▶ Work required:
Every entry below is to be retyped exactly as it appears.

▶ Dataset items:
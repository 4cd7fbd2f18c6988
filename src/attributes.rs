/*
 *
 * Copyright 2025 Crossbar authors.
 *
 * Licensed under the Apache License, Version 2.0 (the "License");
 * you may not use this file except in compliance with the License.
 * You may obtain a copy of the License at
 *
 *     http://www.apache.org/licenses/LICENSE-2.0
 *
 * Unless required by applicable law or agreed to in writing, software
 * distributed under the License is distributed on an "AS IS" BASIS,
 * WITHOUT WARRANTIES OR CONDITIONS OF ANY KIND, either express or implied.
 * See the License for the specific language governing permissions and
 * limitations under the License.
 *
 */

use std::any::{Any, TypeId};
use std::collections::BTreeMap;
use std::fmt::Debug;
use std::sync::Arc;

/// Restricts attribute values to types that support value-based equality, so
/// two attribute bags can be compared without resorting to pointer identity.
trait AttributeValue: Any + Send + Sync + Debug {
    fn any_ref(&self) -> &dyn Any;
    fn dyn_eq(&self, other: &dyn AttributeValue) -> bool;
}

impl<T: Any + Send + Sync + Eq + Debug> AttributeValue for T {
    fn any_ref(&self) -> &dyn Any {
        self
    }

    fn dyn_eq(&self, other: &dyn AttributeValue) -> bool {
        match other.any_ref().downcast_ref::<T>() {
            Some(other) => self == other,
            None => false,
        }
    }
}

/// An immutable, typed bag of optional data attached to addresses, endpoints,
/// and resolver updates.  At most one value per type is stored; `with_value`
/// returns an extended copy rather than mutating in place.
#[derive(Clone, Default, Debug)]
pub struct Attributes {
    entries: BTreeMap<TypeId, Arc<dyn AttributeValue>>,
}

impl Attributes {
    pub fn new() -> Self {
        Self::default()
    }

    /// Returns a copy of this bag with the given value set, replacing any
    /// previous value of the same type.
    pub fn with_value<T: Any + Send + Sync + Eq + Debug>(&self, value: T) -> Self {
        let mut entries = self.entries.clone();
        entries.insert(TypeId::of::<T>(), Arc::new(value));
        Self { entries }
    }

    pub fn get<T: Any + Send + Sync>(&self) -> Option<&T> {
        self.entries
            .get(&TypeId::of::<T>())
            .and_then(|v| v.any_ref().downcast_ref::<T>())
    }

    pub fn is_empty(&self) -> bool {
        self.entries.is_empty()
    }
}

impl PartialEq for Attributes {
    fn eq(&self, other: &Self) -> bool {
        self.entries.len() == other.entries.len()
            && self
                .entries
                .iter()
                .all(|(k, v)| other.entries.get(k).is_some_and(|o| v.dyn_eq(o.as_ref())))
    }
}

impl Eq for Attributes {}

#[cfg(test)]
mod test {
    use super::Attributes;

    #[derive(Debug, PartialEq, Eq)]
    struct Weight(u32);

    #[derive(Debug, PartialEq, Eq)]
    struct Label(String);

    #[test]
    fn set_get_and_replace() {
        let attrs = Attributes::new().with_value(Weight(5));
        assert_eq!(attrs.get::<Weight>(), Some(&Weight(5)));
        assert_eq!(attrs.get::<Label>(), None);

        let attrs = attrs.with_value(Weight(7));
        assert_eq!(attrs.get::<Weight>(), Some(&Weight(7)));
    }

    #[test]
    fn value_equality() {
        let a = Attributes::new()
            .with_value(Weight(1))
            .with_value(Label("x".to_string()));
        let b = Attributes::new()
            .with_value(Label("x".to_string()))
            .with_value(Weight(1));
        assert_eq!(a, b);

        let c = b.with_value(Weight(2));
        assert_ne!(a, c);
    }
}
/*
 *
 * Copyright 2025 Crossbar authors.
 *
 * Licensed under the Apache License, Version 2.0 (the "License");
 * you may not use this file except in compliance with the License.
 * You may obtain a copy of the License at
 *
 *     http://www.apache.org/licenses/LICENSE-2.0
 *
 * Unless required by applicable law or agreed to in writing, software
 * distributed under the License is distributed on an "AS IS" BASIS,
 * WITHOUT WARRANTIES OR CONDITIONS OF ANY KIND, either express or implied.
 * See the License for the specific language governing permissions and
 * limitations under the License.
 *
 */

//! Client-side RPC dispatch runtime.
//!
//! A [`client::channel::Channel`] is a logical, persistent connection to a
//! target.  The channel resolves its target through a pluggable name
//! resolver, distributes the resulting service config, drives a
//! load-balancing policy that manages subchannels (individual connections),
//! and routes each RPC through a dynamically assembled filter stack onto a
//! picked, connected subchannel.
//!
//! The crate does not open sockets or speak any wire protocol itself; those
//! concerns live behind the [`client::transport::Transport`] trait.

#![allow(dead_code)]

pub mod client;
pub mod inmemory;
pub mod rt;
pub mod service;

pub(crate) mod attributes;
pub(crate) mod byte_str;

▶ Expected output:
repository 4cd7fbd2f18c6988
filename src/attributes.rs
/*
 *
 * Copyright 2025 Crossbar authors.
 *
 * Licensed under the Apache License, Version 2.0 (the "License");
 * you may not use this file except in compliance with the License.
 * You may obtain a copy of the License at
 *
 *     http://www.apache.org/licenses/LICENSE-2.0
 *
 * Unless required by applicable law or agreed to in writing, software
 * distributed under the License is distributed on an "AS IS" BASIS,
 * WITHOUT WARRANTIES OR CONDITIONS OF ANY KIND, either express or implied.
 * See the License for the specific language governing permissions and
 * limitations under the License.
 *
 */

use std::any::{Any, TypeId};
use std::collections::BTreeMap;
use std::fmt::Debug;
use std::sync::Arc;

/// Restricts attribute values to types that support value-based equality, so
/// two attribute bags can be compared without resorting to pointer identity.
trait AttributeValue: Any + Send + Sync + Debug {
    fn any_ref(&self) -> &dyn Any;
    fn dyn_eq(&self, other: &dyn AttributeValue) -> bool;
}

impl<T: Any + Send + Sync + Eq + Debug> AttributeValue for T {
    fn any_ref(&self) -> &dyn Any {
        self
    }

    fn dyn_eq(&self, other: &dyn AttributeValue) -> bool {
        match other.any_ref().downcast_ref::<T>() {
            Some(other) => self == other,
            None => false,
        }
    }
}

/// An immutable, typed bag of optional data attached to addresses, endpoints,
/// and resolver updates.  At most one value per type is stored; `with_value`
/// returns an extended copy rather than mutating in place.
#[derive(Clone, Default, Debug)]
pub struct Attributes {
    entries: BTreeMap<TypeId, Arc<dyn AttributeValue>>,
}

impl Attributes {
    pub fn new() -> Self {
        Self::default()
    }

    /// Returns a copy of this bag with the given value set, replacing any
    /// previous value of the same type.
    pub fn with_value<T: Any + Send + Sync + Eq + Debug>(&self, value: T) -> Self {
        let mut entries = self.entries.clone();
        entries.insert(TypeId::of::<T>(), Arc::new(value));
        Self { entries }
    }

    pub fn get<T: Any + Send + Sync>(&self) -> Option<&T> {
        self.entries
            .get(&TypeId::of::<T>())
            .and_then(|v| v.any_ref().downcast_ref::<T>())
    }

    pub fn is_empty(&self) -> bool {
        self.entries.is_empty()
    }
}

impl PartialEq for Attributes {
    fn eq(&self, other: &Self) -> bool {
        self.entries.len() == other.entries.len()
            && self
                .entries
                .iter()
                .all(|(k, v)| other.entries.get(k).is_some_and(|o| v.dyn_eq(o.as_ref())))
    }
}

impl Eq for Attributes {}

#[cfg(test)]
mod test {
    use super::Attributes;

    #[derive(Debug, PartialEq, Eq)]
    struct Weight(u32);

    #[derive(Debug, PartialEq, Eq)]
    struct Label(String);

    #[test]
    fn set_get_and_replace() {
        let attrs = Attributes::new().with_value(Weight(5));
        assert_eq!(attrs.get::<Weight>(), Some(&Weight(5)));
        assert_eq!(attrs.get::<Label>(), None);

        let attrs = attrs.with_value(Weight(7));
        assert_eq!(attrs.get::<Weight>(), Some(&Weight(7)));
    }

    #[test]
    fn value_equality() {
        let a = Attributes::new()
            .with_value(Weight(1))
            .with_value(Label("x".to_string()));
        let b = Attributes::new()
            .with_value(Label("x".to_string()))
            .with_value(Weight(1));
        assert_eq!(a, b);

        let c = b.with_value(Weight(2));
        assert_ne!(a, c);
    }
}
/*
 *
 * Copyright 2025 Crossbar authors.
 *
 * Licensed under the Apache License, Version 2.0 (the "License");
 * you may not use this file except in compliance with the License.
 * You may obtain a copy of the License at
 *
 *     http://www.apache.org/licenses/LICENSE-2.0
 *
 * Unless required by applicable law or agreed to in writing, software
 * distributed under the License is distributed on an "AS IS" BASIS,
 * WITHOUT WARRANTIES OR CONDITIONS OF ANY KIND, either express or implied.
 * See the License for the specific language governing permissions and
 * limitations under the License.
 *
 */

//! Client-side RPC dispatch runtime.
//!
//! A [`client::channel::Channel`] is a logical, persistent connection to a
//! target.  The channel resolves its target through a pluggable name
//! resolver, distributes the resulting service config, drives a
//! load-balancing policy that manages subchannels (individual connections),
//! and routes each RPC through a dynamically assembled filter stack onto a
//! picked, connected subchannel.
//!
//! The crate does not open sockets or speak any wire protocol itself; those
//! concerns live behind the [`client::transport::Transport`] trait.

#![allow(dead_code)]

pub mod client;
pub mod inmemory;
pub mod rt;
pub mod service;

pub(crate) mod attributes;
pub(crate) mod byte_str;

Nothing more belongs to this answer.